Ich möchte einfach noch einmal die Position meiner Fraktion herüberbringen: Es gibt ein Thema, das Bargeldobergrenzen heißt – zur Terrorismusbekämpfung und zur Bekämpfung von Schwarzarbeit. Wir haben in der Aktuellen Debatte auch festgestellt, dass das ein sehr komplexes Thema ist. Ich weiß nicht, ob ich mich damit wohlfühlen würde, dieses Thema in Bausch und Bogen abzulehnen, wenn vielleicht auch nur eine minimale Chance besteht, dass es dadurch das eine oder andere Opfer nicht gibt.
Von daher ist das Thema, Bargeldobergrenzen zu prüfen und zu debattieren, durchaus legitim. Das ist der eine Bereich. Der andere Bereich betrifft den 500-EuroSchein. Ich habe einmal bei meiner Sparkasse angefragt. Die Rückgabe von 500-Euro-Scheinen wie auch deren Abholung hat sich signifikant nicht verändert. Er scheint also im fiskalischen Leben des VW-Durchschnittsarbeiters eine eher untergeordnete Rolle zu spielen, im Übrigen auch bei mir, muss ich ehrlich zugeben.
Diese zwei Themen kann man also ruhig diskutieren. Es ist auch bekannt, dass dieser Schein an manchen Tankstellen nicht mehr angenommen wird.

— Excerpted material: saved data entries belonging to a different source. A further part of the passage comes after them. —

use agora_access::AccessControl;
use agora_artifacts::ArtifactStore;
use agora_eventlog::EventLog;
use agora_kernel::{KernelActions, KernelState};
use agora_llmgate::{ChatMessage, LlmGateway};
use agora_types::{Artifact, EventType};
use agora_wasmrt::{host_read_json, host_return_json, CompiledModule, WasmError, WasmRuntime};
use rand::Rng;
use serde_json::{json, Value};
use thiserror::Error;
use wasmtime::Linker;

#[derive(Debug, Error)]
pub enum SandboxError {
    #[error("artifact '{0}' has no code to execute")]
    NoCode(String),
    #[error("artifact does not declare a run or handle_request entry point")]
    NoEntryPoint,
    #[error(transparent)]
    Wasm(#[from] WasmError),
}

/// The `{success, result?, error?}` shape every call resolves to (spec
/// §4.5). Constructed only by this crate -- callers never see a bare
/// `WasmError` escape, matching spec §7's "the sandbox never leaks host
/// exceptions" propagation rule.
#[derive(Debug, Clone, serde::Serialize, serde::Deserialize, PartialEq)]
pub struct ExecutionResult {
    pub success: bool,
    #[serde(skip_serializing_if = "Option::is_none")]
    pub result: Option<Value>,
    #[serde(skip_serializing_if = "Option::is_none")]
    pub error: Option<String>,
}

impl ExecutionResult {
    fn ok(result: Value) -> Self {
        Self { success: true, result: Some(result), error: None }
    }

    fn err(error: impl Into<String>) -> Self {
        Self { success: false, result: None, error: Some(error.into()) }
    }
}

#[derive(Debug, Clone, Copy, PartialEq, Eq)]
pub enum EntryPoint {
    Run,
    HandleRequest,
}

/// Per-call state handed to wasmtime as the `Store`'s associated data.
/// Guest code can only reach the host functions registered against it --
/// there is no ambient way to forge `caller_id` or reach another
/// principal's balance from inside the sandbox.
struct GuestContext {
    caller_id: String,
    kernel_state: Arc<KernelState>,
    kernel_actions: Arc<KernelActions>,
    llm: Option<Arc<LlmGateway>>,
}

pub struct SandboxExecutor {
    wasm: Arc<WasmRuntime>,
    kernel_state: Arc<KernelState>,
    kernel_actions: Arc<KernelActions>,
    llm_gateway: Arc<LlmGateway>,
    access: Arc<AccessControl>,
    artifacts: Arc<ArtifactStore>,
    event_log: Arc<EventLog>,
    allowed_imports: Vec<String>,
    timeout: Duration,
    fuel: u64,
    module_cache: tokio::sync::RwLock<HashMap<String, Arc<CompiledModule>>>,
}

impl SandboxExecutor {
    #[allow(clippy::too_many_arguments)]
    pub fn new(
        wasm: Arc<WasmRuntime>,
        kernel_state: Arc<KernelState>,
        kernel_actions: Arc<KernelActions>,
        llm_gateway: Arc<LlmGateway>,
        access: Arc<AccessControl>,
        artifacts: Arc<ArtifactStore>,
        event_log: Arc<EventLog>,
        allowed_imports: Vec<String>,
        timeout: Duration,
        fuel: u64,
    ) -> Self {
        Self {
            wasm,
            kernel_state,
            kernel_actions,
            llm_gateway,
            access,
            artifacts,
            event_log,
            allowed_imports,
            timeout,
            fuel,
            module_cache: tokio::sync::RwLock::new(HashMap::new()),
        }
    }

    /// Compiles and caches `artifact`'s code, or returns the cached
    /// module if its code hasn't changed since last compiled (the cache
    /// key doubles as the content fingerprint: we recompile whenever the
    /// stored code string differs).
    async fn compiled(&self, artifact: &Artifact) -> Result<Arc<CompiledModule>, SandboxError> {
        let code = artifact.code.as_deref().ok_or_else(|| SandboxError::NoCode(artifact.id.clone()))?;
        if let Some(cached) = self.module_cache.read().await.get(&artifact.id) {
            if cached.source == code {
                return Ok(cached.clone());
            }
        }
        let compiled = Arc::new(self.wasm.compile(code)?);
        self.module_cache.write().await.insert(artifact.id.clone(), compiled.clone());
        Ok(compiled)
    }

    /// Validates that `code` compiles and declares at least one of the
    /// two entry-point conventions.
    pub fn validate(&self, code: &str) -> Result<EntryPoint, SandboxError> {
        let compiled = self.wasm.compile(code)?;
        self.detect_entry_point(&compiled, None)
    }

    fn detect_entry_point(
        &self,
        compiled: &CompiledModule,
        genesis_methods: Option<&HashMap<String, String>>,
    ) -> Result<EntryPoint, SandboxError> {
        if genesis_methods.is_some() {
            // Genesis artifacts dispatch through registered method
            // handlers, never through handle_request (spec §4.5).
            return Err(SandboxError::NoEntryPoint);
        }
        if compiled.declares("handle_request") {
            Ok(EntryPoint::HandleRequest)
        } else if compiled.declares("run") {
            Ok(EntryPoint::Run)
        } else {
            Err(SandboxError::NoEntryPoint)
        }
    }

    /// Calls `artifact`'s `run(*args)` entry point as `artifact`'s own
    /// principal (artifact loops invoke their own code as themselves).
    pub async fn execute_run(&self, artifact: &Artifact, args: Vec<Value>) -> ExecutionResult {
        self.execute(artifact, &artifact.created_by, EntryPoint::Run, json!(args)).await
    }

    /// Calls `artifact`'s `handle_request(caller, operation, args)` entry
    /// point on behalf of `caller`, which becomes the `caller_id` exposed
    /// to the guest and the principal kernel actions are verified against.
    pub async fn execute_handle_request(
        &self,
        artifact: &Artifact,
        caller: &str,
        operation: Option<&str>,
        args: Vec<Value>,
    ) -> ExecutionResult {
        let payload = json!({
            "caller": caller,
            "operation": operation.unwrap_or("invoke"),
            "args": args,
        });
        self.execute(artifact, caller, EntryPoint::HandleRequest, payload).await
    }

    async fn execute(
        &self,
        artifact: &Artifact,
        caller: &str,
        requested: EntryPoint,
        payload: Value,
    ) -> ExecutionResult {
        let compiled = match self.compiled(artifact).await {
            Ok(c) => c,
            Err(e) => return ExecutionResult::err(e.to_string()),
        };

        match self.detect_entry_point(&compiled, artifact.genesis_methods.as_ref()) {
            Ok(actual) if actual == requested => {}
            Ok(other) => {
                return ExecutionResult::err(format!(
                    "artifact '{}' declares {other:?}, not the requested {requested:?}",
                    artifact.id
                ))
            }
            Err(e) => return ExecutionResult::err(e.to_string()),
        }

        let export_name = match requested {
            EntryPoint::Run => "run",
            EntryPoint::HandleRequest => "handle_request",
        };

        let context = GuestContext {
            caller_id: caller.to_string(),
            kernel_state: self.kernel_state.clone(),
            kernel_actions: self.kernel_actions.clone(),
            llm: artifact.can_call_llm().then(|| self.llm_gateway.clone()),
        };

        let allow_time = self.allowed_imports.iter().any(|m| m == "time" || m == "datetime");
        let allow_random = self.allowed_imports.iter().any(|m| m == "random");

        let result = self
            .wasm
            .call_json(
                &compiled,
                context,
                |linker| configure_linker(linker, allow_time, allow_random),
                export_name,
                &payload,
                self.fuel,
                self.timeout,
            )
            .await;

        match result {
            Ok(value) => ExecutionResult::ok(coerce_json(value)),
            Err(WasmError::Timeout) => {
                self.event_log
                    .append(
                        EventType::ThinkingFailed,
                        json!({"artifact": artifact.id, "caller": caller, "error": "timeout"}),
                    )
                    .await;
                ExecutionResult::err("Timeout: execution exceeded its wall-clock bound")
            }
            Err(e) => ExecutionResult::err(e.to_string()),
        }
    }

    pub fn access_control(&self) -> Arc<AccessControl> {
        self.access.clone()
    }

    pub fn artifact_store(&self) -> Arc<ArtifactStore> {
        self.artifacts.clone()
    }
}
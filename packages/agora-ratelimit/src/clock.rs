//! Injectable clock, mirroring `rate_tracker.py`'s `ClockProtocol`.
//!
//! Production code uses [`RealClock`]; tests use [`VirtualClock`] so that
//! a 60-second rolling window can be exercised without an actual 60-second
//! wait (spec seed scenario B).

use std::sync::atomic::{AtomicU64, Ordering};
use std::sync::Arc;
use std::time::{SystemTime, UNIX_EPOCH};

use async_trait::async_trait;

#[async_trait]
pub trait Clock: Send + Sync {
    fn time(&self) -> f64;
    async fn sleep(&self, seconds: f64);
}

#[derive(Debug, Default, Clone, Copy)]
pub struct RealClock;

#[async_trait]
impl Clock for RealClock {
    fn time(&self) -> f64 {
        SystemTime::now()
            .duration_since(UNIX_EPOCH)
            .expect("system clock before unix epoch")
            .as_secs_f64()
    }

    async fn sleep(&self, seconds: f64) {
        if seconds > 0.0 {
            tokio::time::sleep(std::time::Duration::from_secs_f64(seconds)).await;
        }
    }
}

/// A clock whose `sleep` advances its own `time()` instead of actually
/// waiting, so tests can simulate arbitrary elapsed time deterministically.
#[derive(Debug, Clone)]
pub struct VirtualClock {
    // stored as whole nanoseconds for an atomic, lock-free clock
    nanos: Arc<AtomicU64>,
}

impl VirtualClock {
    pub fn new(start_seconds: f64) -> Self {
        Self {
            nanos: Arc::new(AtomicU64::new((start_seconds * 1e9) as u64)),
        }
    }

    pub fn advance(&self, seconds: f64) {
        self.nanos.fetch_add((seconds * 1e9) as u64, Ordering::SeqCst);
    }
}

impl Default for VirtualClock {
    fn default() -> Self {
        Self::new(0.0)
    }
}

#[async_trait]
impl Clock for VirtualClock {
    fn time(&self) -> f64 {
        self.nanos.load(Ordering::SeqCst) as f64 / 1e9
    }

    async fn sleep(&self, seconds: f64) {
        self.advance(seconds);
    }
}
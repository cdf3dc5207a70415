//! Rolling-window rate limiter (spec §4.3), ported directly from
//! `world/rate_tracker.py`'s `RateTracker`.
//!
//! Time-based, independent of any simulation tick: usage is tracked per
//! `(principal, resource)` pair within a configurable window, pruned
//! lazily on every access.

pub mod clock;

use std::collections::{HashMap, VecDeque};
use std::sync::Arc;

use agora_types::UsageRecord;
use clock::{Clock, RealClock};
use tokio::sync::Mutex;

struct Usage {
    // resource -> principal -> records
    records: HashMap<String, HashMap<String, VecDeque<UsageRecord>>>,
    limits: HashMap<String, f64>,
}

/// A per-resource rolling-window limiter shared across all loops.
pub struct RateTracker {
    window_seconds: f64,
    clock: Arc<dyn Clock>,
    usage: Mutex<Usage>,
}

impl RateTracker {
    pub fn new(window_seconds: f64) -> Self {
        Self::with_clock(window_seconds, Arc::new(RealClock))
    }

    pub fn with_clock(window_seconds: f64, clock: Arc<dyn Clock>) -> Self {
        Self {
            window_seconds,
            clock,
            usage: Mutex::new(Usage {
                records: HashMap::new(),
                limits: HashMap::new(),
            }),
        }
    }

    /// Set the rate limit for a resource. `max_per_window` must be
    /// non-negative; unconfigured resources behave as unlimited.
    pub async fn configure_limit(&self, resource: &str, max_per_window: f64) -> Result<(), String> {
        if max_per_window < 0.0 {
            return Err(format!("max_per_window must be non-negative, got {max_per_window}"));
        }
        let mut usage = self.usage.lock().await;
        usage.limits.insert(resource.to_string(), max_per_window);
        usage.records.entry(resource.to_string()).or_default();
        Ok(())
    }

    pub async fn get_limit(&self, resource: &str) -> f64 {
        self.usage
            .lock()
            .await
            .limits
            .get(resource)
            .copied()
            .unwrap_or(f64::INFINITY)
    }

    fn clean_old_records_locked(usage: &mut Usage, resource: &str, principal: &str, now: f64, window: f64) {
        if let Some(by_principal) = usage.records.get_mut(resource) {
            if let Some(records) = by_principal.get_mut(principal) {
                while let Some(front) = records.front() {
                    if front.expired(now, window) {
                        records.pop_front();
                    } else {
                        break;
                    }
                }
            }
        }
    }

    pub async fn get_usage(&self, principal: &str, resource: &str) -> f64 {
        let now = self.clock.time();
        let mut usage = self.usage.lock().await;
        Self::clean_old_records_locked(&mut usage, resource, principal, now, self.window_seconds);
        usage
            .records
            .get(resource)
            .and_then(|m| m.get(principal))
            .map(|records| records.iter().map(|r| r.amount).sum())
            .unwrap_or(0.0)
    }

    pub async fn get_remaining(&self, principal: &str, resource: &str) -> f64 {
        let limit = self.get_limit(resource).await;
        let usage = self.get_usage(principal, resource).await;
        (limit - usage).max(0.0)
    }

    pub async fn has_capacity(&self, principal: &str, resource: &str, amount: f64) -> bool {
        if amount < 0.0 {
            return false;
        }
        if amount == 0.0 {
            return true;
        }
        self.get_remaining(principal, resource).await >= amount
    }

    /// Atomic check-and-append. Returns `false` without recording if
    /// capacity is insufficient or `amount < 0`. `amount == 0` always
    /// succeeds without recording.
    ///
    /// The capacity check and the append happen under a single held lock
    /// on `usage` -- never call the separately-locking `has_capacity`
    /// here, or two concurrent callers can both observe capacity in the
    /// gap between check and append and both push.
    pub async fn consume(&self, principal: &str, resource: &str, amount: f64) -> bool {
        if amount < 0.0 {
            return false;
        }
        if amount == 0.0 {
            return true;
        }
        let now = self.clock.time();
        let mut usage = self.usage.lock().await;
        Self::clean_old_records_locked(&mut usage, resource, principal, now, self.window_seconds);
        let limit = usage.limits.get(resource).copied().unwrap_or(f64::INFINITY);
        let current: f64 = usage
            .records
            .get(resource)
            .and_then(|m| m.get(principal))
            .map(|records| records.iter().map(|r| r.amount).sum())
            .unwrap_or(0.0);
        if current + amount > limit {
            return false;
        }
        usage
            .records
            .entry(resource.to_string())
            .or_default()
            .entry(principal.to_string())
            .or_default()
            .push_back(UsageRecord::new(now, amount));
        true
    }

    /// FIFO-order lower-bound estimate of seconds until enough records age
    /// out to admit `amount`. Returns `0.0` if capacity is already there.
    pub async fn time_until_capacity(&self, principal: &str, resource: &str, amount: f64) -> f64 {
        if amount <= 0.0 {
            return 0.0;
        }
        if self.has_capacity(principal, resource, amount).await {
            return 0.0;
        }

        let now = self.clock.time();
        let mut usage = self.usage.lock().await;
        Self::clean_old_records_locked(&mut usage, resource, principal, now, self.window_seconds);

        let limit = usage.limits.get(resource).copied().unwrap_or(f64::INFINITY);
        let records = match usage.records.get(resource).and_then(|m| m.get(principal)) {
            Some(r) if !r.is_empty() => r,
            _ => return 0.0,
        };

        let current_usage: f64 = records.iter().map(|r| r.amount).sum();
        let needed_to_expire = current_usage - (limit - amount);
        if needed_to_expire <= 0.0 {
            return 0.0;
        }

        let mut accumulated = 0.0;
        for record in records.iter() {
            accumulated += record.amount;
            if accumulated >= needed_to_expire {
                let expiry = record.timestamp + self.window_seconds;
                return (expiry - now).max(0.0);
            }
        }
        let last = records.back().expect("checked non-empty above");
        (last.timestamp + self.window_seconds - now).max(0.0)
    }

    /// Cooperative wait: polls `time_until_capacity` bounded by
    /// `poll_interval`, then performs a final atomic `consume`. Returns
    /// `false` on timeout without consuming.
    pub async fn wait_for_capacity(
        &self,
        principal: &str,
        resource: &str,
        amount: f64,
        timeout: Option<f64>,
        poll_interval: f64,
    ) -> bool {
        if amount <= 0.0 {
            return true;
        }

        let start = self.clock.time();
        while !self.has_capacity(principal, resource, amount).await {
            if let Some(timeout) = timeout {
                if self.clock.time() - start >= timeout {
                    return false;
                }
            }
            let wait_estimate = self.time_until_capacity(principal, resource, amount).await;
            let sleep_time = if wait_estimate > 0.0 {
                wait_estimate.min(poll_interval)
            } else {
                poll_interval
            };
            self.clock.sleep(sleep_time).await;
        }
        self.consume(principal, resource, amount).await
    }

    /// Selective reset: both `None` clears everything; either alone
    /// clears all entries for that dimension; both together clears one
    /// `(principal, resource)` pair.
    pub async fn reset(&self, principal: Option<&str>, resource: Option<&str>) {
        let mut usage = self.usage.lock().await;
        match (resource, principal) {
            (Some(resource), Some(principal)) => {
                if let Some(by_principal) = usage.records.get_mut(resource) {
                    if let Some(records) = by_principal.get_mut(principal) {
                        records.clear();
                    }
                }
            }
            (Some(resource), None) => {
                if let Some(by_principal) = usage.records.get_mut(resource) {
                    by_principal.clear();
                }
            }
            (None, Some(principal)) => {
                for by_principal in usage.records.values_mut() {
                    if let Some(records) = by_principal.get_mut(principal) {
                        records.clear();
                    }
                }
            }
            (None, None) => {
                for by_principal in usage.records.values_mut() {
                    by_principal.clear();
                }
            }
        }
    }

    /// Snapshot of all current non-zero usage: resource -> principal -> amount.
    pub async fn get_all_usage(&self) -> HashMap<String, HashMap<String, f64>> {
        let now = self.clock.time();
        let mut usage = self.usage.lock().await;
        let resources: Vec<String> = usage.records.keys().cloned().collect();
        let mut out = HashMap::new();
        for resource in resources {
            let principals: Vec<String> = usage.records[&resource].keys().cloned().collect();
            let mut per_principal = HashMap::new();
            for principal in principals {
                Self::clean_old_records_locked(&mut usage, &resource, &principal, now, self.window_seconds);
                let total: f64 = usage.records[&resource][&principal].iter().map(|r| r.amount).sum();
                if total > 0.0 {
                    per_principal.insert(principal, total);
                }
            }
            if !per_principal.is_empty() {
                out.insert(resource, per_principal);
            }
        }
        out
    }
}

#[cfg(test)]
mod tests {
    use super::*;
    use clock::VirtualClock;

    #[tokio::test]
    async fn scenario_b_rolling_window_admits_after_expiry() {
        let clock = Arc::new(VirtualClock::new(0.0));
        let tracker = RateTracker::with_clock(60.0, clock.clone());
        tracker.configure_limit("llm_calls", 10.0).await.unwrap();

        for _ in 0..10 {
            assert!(tracker.consume("a", "llm_calls", 1.0).await);
        }
        assert!(!tracker.has_capacity("a", "llm_calls", 1.0).await);

        clock.advance(61.0);

        assert_eq!(tracker.get_remaining("a", "llm_calls").await, 10.0);
        assert!(tracker.consume("a", "llm_calls", 1.0).await);
    }

    #[tokio::test]
    async fn consume_is_atomic_at_the_boundary() {
        let tracker = RateTracker::with_clock(60.0, Arc::new(VirtualClock::new(0.0)));
        tracker.configure_limit("tokens", 5.0).await.unwrap();

        assert!(tracker.consume("a", "tokens", 5.0).await);
        assert!(!tracker.consume("a", "tokens", 1.0).await);
    }

    #[tokio::test]
    async fn consume_is_atomic_under_concurrent_interleaving() {
        let tracker = Arc::new(RateTracker::with_clock(60.0, Arc::new(VirtualClock::new(0.0))));
        tracker.configure_limit("tokens", 5.0).await.unwrap();

        let a = tracker.clone();
        let b = tracker.clone();
        let (first, second) = tokio::join!(
            a.consume("x", "tokens", 3.0),
            b.consume("x", "tokens", 3.0),
        );
        assert!(first ^ second, "exactly one of two overlapping consumes whose sum exceeds the limit must succeed");
        assert_eq!(tracker.get_usage("x", "tokens").await, 3.0);
    }

    #[tokio::test]
    async fn unconfigured_resource_is_unlimited() {
        let tracker = RateTracker::new(60.0);
        assert!(tracker.has_capacity("a", "anything", 1_000_000.0).await);
    }

    #[tokio::test]
    async fn wait_for_capacity_times_out_without_consuming() {
        let clock = Arc::new(VirtualClock::new(0.0));
        let tracker = RateTracker::with_clock(60.0, clock.clone());
        tracker.configure_limit("x", 1.0).await.unwrap();
        assert!(tracker.consume("a", "x", 1.0).await);

        let acquired = tracker.wait_for_capacity("a", "x", 1.0, Some(0.5), 0.1).await;
        assert!(!acquired);
    }

    #[tokio::test]
    async fn zero_amount_always_succeeds_without_recording() {
        let tracker = RateTracker::new(60.0);
        assert!(tracker.consume("a", "x", 0.0).await);
        assert_eq!(tracker.get_usage("a", "x").await, 0.0);
    }
}
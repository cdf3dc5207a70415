//! Kernel interfaces exposed to artifact code (spec §4.6).
//!
//! Two halves, injected into the sandbox under the names `kernel_state`
//! and `kernel_actions`, giving genesis and agent-built artifacts equal
//! access to the world:
//!
//! - [`KernelState`] is read-only: any artifact may inspect any
//!   principal's balance or any other artifact's metadata.
//! - [`KernelActions`] is mutating and the core's security boundary (spec
//!   §5): every call is checked against the `caller_id` supplied by the
//!   sandbox, which is itself derived from the *executing* principal, not
//!   from anything guest code can forge. A caller may only move its own
//!   resources.

use std::collections::HashMap;
use std::sync::Arc;

use agora_access::AccessControl;
use agora_artifacts::ArtifactStore;
use agora_eventlog::EventLog;
use agora_ledger::{Ledger, LedgerError};
use agora_types::{Artifact, EventType, PrincipalId};
use serde_json::json;
use thiserror::Error;

#[derive(Debug, Error, Clone, PartialEq, Eq)]
pub enum KernelError {
    #[error("caller '{caller}' may not act on behalf of '{target}'")]
    CallerMismatch { caller: String, target: String },
    #[error("permission denied: {0}")]
    PermissionDenied(String),
    #[error(transparent)]
    Ledger(#[from] LedgerError),
}

/// Read-only view over ledger and artifact-store state.
#[derive(Clone)]
pub struct KernelState {
    ledger: Arc<Ledger>,
    artifacts: Arc<ArtifactStore>,
    access: Arc<AccessControl>,
}

impl KernelState {
    pub fn new(ledger: Arc<Ledger>, artifacts: Arc<ArtifactStore>, access: Arc<AccessControl>) -> Self {
        Self { ledger, artifacts, access }
    }

    pub async fn get_balance(&self, id: &str) -> i64 {
        self.ledger.get_scrip(id).await
    }

    pub async fn get_resource(&self, id: &str, resource: &str) -> i64 {
        self.ledger.get_resource(id, resource).await
    }

    pub async fn list_artifacts_by_owner(&self, id: &PrincipalId) -> Vec<Artifact> {
        self.artifacts.list_by_owner(id).await
    }

    pub async fn get_artifact_metadata(&self, id: &str) -> Option<Artifact> {
        self.artifacts.get(id).await
    }

    /// Read an artifact's content, subject to its access contract. Denies
    /// return `None`; the caller distinguishes "denied" from "not found"
    /// by checking [`ArtifactStore::get`] separately if needed.
    pub async fn read_artifact(&self, id: &str, caller_id: &str) -> Option<Artifact> {
        let artifact = self.artifacts.get(id).await?;
        let result = self
            .access
            .check_permission(
                artifact.access_contract_id.as_deref(),
                caller_id,
                "read",
                id,
                &artifact.created_by,
                &json!({}),
                0,
            )
            .await;
        if result.allowed {
            Some(artifact)
        } else {
            None
        }
    }
}

/// Mutating, caller-verified kernel actions. Every method takes the
/// invoking principal as `caller_id` and refuses to debit anyone else.
#[derive(Clone)]
pub struct KernelActions {
    ledger: Arc<Ledger>,
    event_log: Arc<EventLog>,
}

impl KernelActions {
    pub fn new(ledger: Arc<Ledger>, event_log: Arc<EventLog>) -> Self {
        Self { ledger, event_log }
    }

    pub async fn transfer_scrip(&self, caller_id: &str, to: &str, amount: i64) -> Result<(), KernelError> {
        // transfer_scrip always debits `from` == the caller; there is no
        // "transfer on behalf of" shape in this kernel action, so the
        // verification is structural rather than a runtime comparison --
        // documented here because callers occasionally expect a `from`
        // parameter and are surprised it's missing.
        self.ledger.transfer_scrip(caller_id, to, amount).await?;
        Ok(())
    }

    pub async fn transfer_resource(
        &self,
        caller_id: &str,
        to: &str,
        resource: &str,
        amount: i64,
    ) -> Result<(), KernelError> {
        self.ledger.transfer_resource(caller_id, to, resource, amount).await?;
        Ok(())
    }

    /// Create a new principal. Unlike the scrip/resource transfers, the
    /// "caller acts only on itself" rule doesn't map directly -- the
    /// caller must be creating the principal with its own ID, since
    /// spawning an arbitrary ID on someone else's behalf would let one
    /// artifact mint principals under names it doesn't own.
    pub async fn create_principal(
        &self,
        caller_id: &str,
        id: &str,
        starting_scrip: i64,
    ) -> Result<(), KernelError> {
        if caller_id != id {
            return Err(KernelError::CallerMismatch {
                caller: caller_id.to_string(),
                target: id.to_string(),
            });
        }
        self.ledger.create_principal(id, starting_scrip, HashMap::new()).await?;
        self.event_log
            .append(
                EventType::Other("kernel_action".to_string()),
                json!({"action": "create_principal", "caller_id": caller_id, "id": id}),
            )
            .await;
        Ok(())
    }
}

#[cfg(test)]
mod tests {
    use super::*;
    use agora_types::IdRegistry;

    fn harness() -> (KernelState, KernelActions, Arc<Ledger>) {
        let registry = Arc::new(IdRegistry::new());
        let event_log = Arc::new(EventLog::in_memory());
        let ledger = Arc::new(Ledger::new(registry.clone(), event_log.clone()));
        let artifacts = Arc::new(ArtifactStore::new(registry, event_log.clone()));
        let wasm = Arc::new(agora_wasmrt::WasmRuntime::new().unwrap());
        let access = Arc::new(AccessControl::new(ledger.clone(), wasm, 10));
        let state = KernelState::new(ledger.clone(), artifacts, access);
        let actions = KernelActions::new(ledger.clone(), event_log);
        (state, actions, ledger)
    }

    #[tokio::test]
    async fn state_reads_balances() {
        let (state, _, ledger) = harness();
        ledger.create_principal("alice", 50, HashMap::new()).await.unwrap();
        assert_eq!(state.get_balance("alice").await, 50);
    }

    #[tokio::test]
    async fn actions_transfer_moves_callers_own_scrip() {
        let (_, actions, ledger) = harness();
        ledger.create_principal("alice", 50, HashMap::new()).await.unwrap();
        ledger.create_principal("bob", 0, HashMap::new()).await.unwrap();

        actions.transfer_scrip("alice", "bob", 20).await.unwrap();
        assert_eq!(ledger.get_scrip("alice").await, 30);
        assert_eq!(ledger.get_scrip("bob").await, 20);
    }

    #[tokio::test]
    async fn create_principal_rejects_spawning_under_another_name() {
        let (_, actions, _ledger) = harness();
        let err = actions.create_principal("alice", "bob", 0).await.unwrap_err();
        assert!(matches!(err, KernelError::CallerMismatch { .. }));
    }

    #[tokio::test]
    async fn read_artifact_respects_private_contract() {
        let registry = Arc::new(IdRegistry::new());
        let event_log = Arc::new(EventLog::in_memory());
        let ledger = Arc::new(Ledger::new(registry.clone(), event_log.clone()));
        let artifacts = Arc::new(ArtifactStore::new(registry, event_log.clone()));
        let wasm = Arc::new(agora_wasmrt::WasmRuntime::new().unwrap());
        let access = Arc::new(AccessControl::new(ledger.clone(), wasm, 10));
        access.register("locked", agora_access::ContractKind::Private).await;

        artifacts
            .write_unchecked(agora_artifacts::WriteRequest {
                id: "secret".into(),
                created_by: "alice".into(),
                content: "shh".into(),
                access_contract_id: Some("locked".into()),
                ..Default::default()
            })
            .await
            .unwrap();

        let state = KernelState::new(ledger, artifacts, access);
        assert!(state.read_artifact("secret", "bob").await.is_none());
        assert!(state.read_artifact("secret", "alice").await.is_some());
    }
}
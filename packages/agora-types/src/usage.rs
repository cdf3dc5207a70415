//! A single rate-limiter usage event (spec §3, §4.3).

use serde::{Deserialize, Serialize};

/// `timestamp` is seconds since the Unix epoch as returned by the injected
/// clock (real or virtual), matching `rate_tracker.py`'s `UsageRecord`.
#[derive(Debug, Clone, Copy, Serialize, Deserialize)]
pub struct UsageRecord {
    pub timestamp: f64,
    pub amount: f64,
}

impl UsageRecord {
    pub fn new(timestamp: f64, amount: f64) -> Self {
        Self { timestamp, amount }
    }

    pub fn expired(&self, now: f64, window_seconds: f64) -> bool {
        self.timestamp < now - window_seconds
    }
}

Man kann selbst mit 200-Euro-Scheinen nicht mehr bezahlen, Gesetz hin oder her.
Diese zwei Themen, die durchaus legitim diskutiert werden können, werden dann, wenn man einmal auf den Punkt 4 der Begründung herunterrutscht, sofort, wie Herr Scheel gesagt hat, zusammengeschoben: „Generelle Abschaffung des Bargeldes mit weitreichenden Folgen für die Freiheitsrechte der Bürger“, das ist dann die Quintessenz der Botschaft. Also, aus zwei Behauptungen wird eine Tatsache gestrickt, die nicht existent ist. Das ist für uns selbstverständlich ein Grund, diesen Antrag ganz nüchtern abzulehnen.
Das Thema Strafzinsen ist hier schon diskutiert worden. Wir haben zurzeit nun einmal eine Fast-Nullzins-Politik. Das macht sich im Übrigen bei Darlehen auch wieder positiv bemerkbar.
Noch einmal, um es zusammenzufassen: Es ist verbrannte Lebenszeit, über etwas zu debattieren, was nicht gegeben ist. Es gibt in Deutschland keine Debatte, das Bargeld abzuschaffen. Ich hoffe, dass es dabei bleibt und dass es dann mit dieser Debatte auch keine AfD mehr in Deutschland gibt.